I wanted to love this more

The opening is excellent. Love the snappy pacing of the first couple chapters and all the details of early motoring. There’s also a very effective—almost cinematic--use of light and dark throughout the book. Also the introduction of the looming butler who lurches was delightful! There are straight lines that can be drawn between this and the Addams Family. And then Addams apparently drew and animated the title sequence for the remake of The Old Dark House in the 60’s.

Priestley again delivers a parable exploring the collapse of the British gentry with a dash of the rise of the lower and middle classes (with the lower classes making the greatest sacrifices.)

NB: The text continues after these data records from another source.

//! Board rendering for the tic-tac-toe GUI

use egui::{Color32, CornerRadius, Painter, Pos2, Rect, Sense, Stroke, Vec2};

use crate::board::{Player, Pos, BOARD_SIZE};
use crate::engine::Snapshot;

use super::theme::{self, Palette};

/// Board view handles rendering and input for the game board.
///
/// It paints directly from a [`Snapshot`] and resolves pointer clicks to
/// board coordinates; validation is entirely the engine's job.
pub struct BoardView {
    /// Cached cell size for coordinate calculations
    cell_size: f32,
    /// Board drawing area
    board_rect: Rect,
}

impl Default for BoardView {
    fn default() -> Self {
        Self {
            cell_size: 100.0,
            board_rect: Rect::NOTHING,
        }
    }
}

impl BoardView {
    /// Render the board and return the clicked cell, if any
    pub fn show(&mut self, ui: &mut egui::Ui, snapshot: &Snapshot, palette: &Palette) -> Option<Pos> {
        let available = ui.available_size();
        let board_size = available.x.min(available.y) - 2.0 * theme::BOARD_MARGIN;
        self.cell_size = (board_size - BOARD_SIZE as f32 * theme::CELL_GAP) / BOARD_SIZE as f32;

        let (response, painter) = ui.allocate_painter(
            Vec2::new(board_size, board_size),
            Sense::click(),
        );
        self.board_rect = response.rect;

        let hover = if snapshot.status.is_terminal() {
            None
        } else {
            response.hover_pos().and_then(|p| self.screen_to_board(p))
        };

        for row in 0..BOARD_SIZE {
            for col in 0..BOARD_SIZE {
                let pos = Pos::new(row as u8, col as u8);
                self.draw_cell(&painter, snapshot, palette, pos, hover == Some(pos));
            }
        }

        if let Some(line) = snapshot.winning_line {
            self.draw_winning_line(&painter, &line);
        }

        if response.clicked() {
            return response.hover_pos().and_then(|p| self.screen_to_board(p));
        }
        None
    }

    /// Draw one cell plate and its mark
    fn draw_cell(
        &self,
        painter: &Painter,
        snapshot: &Snapshot,
        palette: &Palette,
        pos: Pos,
        hovered: bool,
    ) {
        let rect = self.cell_rect(pos);
        let cell = snapshot.board.get(pos);

        let fill = if hovered && cell.is_empty() && !snapshot.is_pending(pos) {
            palette.cell_hover
        } else {
            palette.cell_fill
        };
        painter.rect_filled(rect, CornerRadius::same(6), fill);
        painter.rect_stroke(
            rect,
            CornerRadius::same(6),
            Stroke::new(1.0, palette.cell_border),
            egui::StrokeKind::Inside,
        );

        if let Some(owner) = cell.owner() {
            // A flagged mark keeps its shape but takes the warning color
            let color = if snapshot.is_pending(pos) {
                theme::MARK_PENDING
            } else {
                match owner {
                    Player::X => theme::MARK_X,
                    Player::O => theme::MARK_O,
                }
            };
            self.draw_mark(painter, rect, owner, color);
        }
    }

    /// Draw an X or O glyph inside the cell rect
    fn draw_mark(&self, painter: &Painter, rect: Rect, player: Player, color: Color32) {
        let inset = rect.width() * theme::MARK_INSET_RATIO;
        let stroke = Stroke::new(rect.width() * theme::MARK_STROKE_RATIO, color);
        let inner = rect.shrink(inset);

        match player {
            Player::X => {
                painter.line_segment([inner.left_top(), inner.right_bottom()], stroke);
                painter.line_segment([inner.right_top(), inner.left_bottom()], stroke);
            }
            Player::O => {
                painter.circle_stroke(rect.center(), inner.width() * 0.5, stroke);
            }
        }
    }

    /// Draw the winning line through the three cell centers
    fn draw_winning_line(&self, painter: &Painter, line: &[Pos; 3]) {
        let stroke = Stroke::new(theme::WIN_STROKE_WIDTH, theme::WIN_HIGHLIGHT);
        let start = self.cell_rect(line[0]).center();
        let end = self.cell_rect(line[2]).center();
        painter.line_segment([start, end], stroke);
    }

    /// Screen rect of a cell
    fn cell_rect(&self, pos: Pos) -> Rect {
        let step = self.cell_size + theme::CELL_GAP;
        let min = self.board_rect.min
            + Vec2::new(
                theme::CELL_GAP * 0.5 + pos.col as f32 * step,
                theme::CELL_GAP * 0.5 + pos.row as f32 * step,
            );
        Rect::from_min_size(min, Vec2::splat(self.cell_size))
    }

    /// Convert screen coordinates to a board position
    fn screen_to_board(&self, screen_pos: Pos2) -> Option<Pos> {
        for row in 0..BOARD_SIZE {
            for col in 0..BOARD_SIZE {
                let pos = Pos::new(row as u8, col as u8);
                if self.cell_rect(pos).contains(screen_pos) {
                    return Some(pos);
                }
            }
        }
        None
    }
}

Now, mood happens and happens well. But there is a lack of events – there’s a synopsis of what actually happened in Chapter 14 that sucks all the tension out by showing how thin the menace actually was. There’s an awful lot of page-count spent on philosophy and shopgirl romance, none of which contribute to the tension and cause the middle to drag. Also, Chapter 14 was a decision – portraying the climax from the perspective of the two girls locked up in a separate room for their own good might be forgivable in a film, but I am struggling to find a good reason in a book. Also their handwringing made me desiring a feminist take on this whole chapter and the decisions that were made. The saggy middle knocked off a star for me, and Chapter 14 knocked off another. Chapter 15 was the unsatisfying denouement and conclusion.

While the book is –for the most part -- a nicely crafted gothic, I have to give the edge to the film. The movie adaptation does an excellent job of portraying all the character development in the book, while keeping the pacing snappy and tension high. Quite an accomplishment to do everything effective in a more compact space.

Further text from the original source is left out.